Ormai anche la Croce Rossa, per pietà, invita chiunque a sparare su di sè piuttosto che utilizzare come bersaglio la redazione de LaResPubblica. Il punto è: vogliamo davvero negarci il piacere di passare in rassegna la galleria degli errori della più strombazzata bufala internettiana dell’ultimo anno? (A proposito: mi sono fatto un’idea anche a proposito di quella dell’anno scorso, ma non posso dirla). Il minuzioso blog Brodo Primordiale scova un titolo che merita il premio “miglior errore da matita rossa”: “Le buccie di banana valgono per tutti”. A sapere come si chiama una buccia di banana probabilmente sarebbero riusciti loro stessi ad evitare la prima. Di nostro aggiungiamo (già segnalata da qualcuno, ci pare) la doppia negazione presente nel sottotitolo: “Non potremo mai dire la verità (virgola) senza non dover dare un dispiacere a qualcuno”. Letto così, delle due l’una: o non la diranno mai, oppure la diranno solo quando saranno sicuri non dispiaccia a qualcuno. Tornando al “Virgolismo”, la redazione de LaResPubblica raggiunge punte dannunziane di innovazione linguistica attraverso la seguente frase: “La vera e propria novità della stagione riguarda il sorpasso interno in casa Mediaset, dove STUDIO APERTO il TG delle rete ITALIA UNO diretto dal giornalista Mario Giordano che alla sua prima esperienza televisiva, ha scavalcato il TG di Emilio Fede, incrementando il proprio pubblico di oltre 3 punti mentre il TG diretto da Emilio Fede scende di mezzo punto, perdendo su tutti i target e privo di alcuna attenuante nei confronti del contemporaneo (d’orario) TG3”. In un articolo firmato “Il Gommista” (mai il destino ha meglio azzeccato uno pseudonimo), invece, le notizie dovrebbero essere: 1) che un tizio è presumibilmente una checca, e in quanto checca va preso per i fondelli; 2) che la checca sta con un tizio che si fa spedire il Viagra dall’America; 3) che Tronchetti Provera è andato a “ginuflettersi” da Padre Pio.

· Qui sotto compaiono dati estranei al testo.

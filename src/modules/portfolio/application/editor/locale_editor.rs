use tracing::{debug, warn};

use crate::portfolio::application::editor::experiences::{self, EditorError};
use crate::portfolio::application::editor::tags;
use crate::portfolio::domain::entities::{
    ExperienceItem, ExperienceProject, LocaleDocument, SectionKind,
};
use crate::portfolio::domain::locale::LocaleCode;

/// Which string list of a project a tag operation targets.
#[derive(Debug, Clone, Copy, PartialEq, Eq)]
pub enum TagList {
    Responsibilities,
    Tech,
}

impl TagList {
    fn select(self, project: &mut ExperienceProject) -> &mut Vec<String> {
        match self {
            TagList::Responsibilities => &mut project.responsibilities,
            TagList::Tech => &mut project.tech,
        }
    }
}

/// Edits one locale of the session buffer in place.
///
/// List operations return `false` and leave the buffer untouched when an
/// index is out of range.
pub struct LocaleEditor<'a> {
    locale: LocaleCode,
    document: &'a mut LocaleDocument,
}

impl<'a> LocaleEditor<'a> {
    pub fn new(locale: LocaleCode, document: &'a mut LocaleDocument) -> Self {
        Self { locale, document }
    }

    pub fn locale(&self) -> LocaleCode {
        self.locale
    }

    pub fn document(&self) -> &LocaleDocument {
        self.document
    }

    /// Sets one key of a flat section, e.g. `(Profile, "name")`.
    pub fn set_field(&mut self, section: SectionKind, key: &str, value: impl Into<String>) {
        self.document.section_mut(section).set(key, value);
    }

    pub fn set_footer(&mut self, footer: impl Into<String>) {
        self.document.footer = footer.into();
    }

    pub fn add_experience(&mut self) {
        self.document.experiences = experiences::add_experience(&self.document.experiences);
        debug!(locale = %self.locale, count = self.document.experiences.len(), "Experience added");
    }

    pub fn update_experience(&mut self, index: usize, item: ExperienceItem) -> bool {
        let result = experiences::update_experience(&self.document.experiences, index, item);
        self.apply(result)
    }

    pub fn remove_experience(&mut self, index: usize) -> bool {
        let result = experiences::remove_experience(&self.document.experiences, index);
        self.apply(result)
    }

    pub fn add_project(&mut self, exp: usize) -> bool {
        let result = experiences::add_project(&self.document.experiences, exp);
        self.apply(result)
    }

    pub fn update_project(&mut self, exp: usize, proj: usize, project: ExperienceProject) -> bool {
        let result = experiences::update_project(&self.document.experiences, exp, proj, project);
        self.apply(result)
    }

    pub fn remove_project(&mut self, exp: usize, proj: usize) -> bool {
        let result = experiences::remove_project(&self.document.experiences, exp, proj);
        self.apply(result)
    }

    pub fn add_project_tags(&mut self, exp: usize, proj: usize, list: TagList, input: &str) -> bool {
        self.edit_project_tags(exp, proj, list, |current| Ok(tags::add_tags(current, input)))
    }

    pub fn remove_project_tag(&mut self, exp: usize, proj: usize, list: TagList, index: usize) -> bool {
        self.edit_project_tags(exp, proj, list, |current| tags::remove_tag(current, index))
    }

    fn edit_project_tags<F>(&mut self, exp: usize, proj: usize, list: TagList, edit: F) -> bool
    where
        F: FnOnce(&[String]) -> Result<Vec<String>, EditorError>,
    {
        let Some(project) = self.project(exp, proj) else {
            return false;
        };

        let mut project = project.clone();
        let target = list.select(&mut project);
        match edit(target.as_slice()) {
            Ok(next) => *target = next,
            Err(err) => {
                warn!(locale = %self.locale, error = %err, "Ignoring tag edit");
                return false;
            }
        }

        self.update_project(exp, proj, project)
    }

    fn project(&self, exp: usize, proj: usize) -> Option<&ExperienceProject> {
        let found = self
            .document
            .experiences
            .get(exp)
            .and_then(|item| item.projects.get(proj));

        if found.is_none() {
            warn!(locale = %self.locale, exp, proj, "Ignoring tag edit on a missing project");
        }
        found
    }

    fn apply(&mut self, result: Result<Vec<ExperienceItem>, EditorError>) -> bool {
        match result {
            Ok(next) => {
                self.document.experiences = next;
                true
            }
            Err(err) => {
                warn!(locale = %self.locale, error = %err, "Ignoring experience edit");
                false
            }
        }
    }
}
pub mod outgoing;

P.S.: Io, quando scrivo per il web, in genere linko tutto. Troppo, forse. Per LaResPubblica faccio un’eccezione e mi astengo, quando posso, dal farlo. La ragione sta in due motivi, uno futile e uno più serio: il primo è che provo un odio viscerale per chi abusa dei puntini di sospensione, soprattutto quando i puntini sono più di tre; il secondo è che l’inaugurazione a base di palate di guano sul Barbiere della Sera mi è parsa controproducente, di basso livello e di una vigliaccheria che di rado mi è capitato di incontrare sulla rete. Anzi, ora che ci penso, cambio idea: i motivi sono tre. Il terzo è che giocarsi il lancio della propria testata sulla supposta maggiore correttezza rispetto al Barbiere della Sera e allo stesso tempo registrare a proprio nome il dominio “barbieredellasera.com” (senza “il”) è un gesto da pusillanimi. E a me non piace fare pubblicità ai ciarlatani.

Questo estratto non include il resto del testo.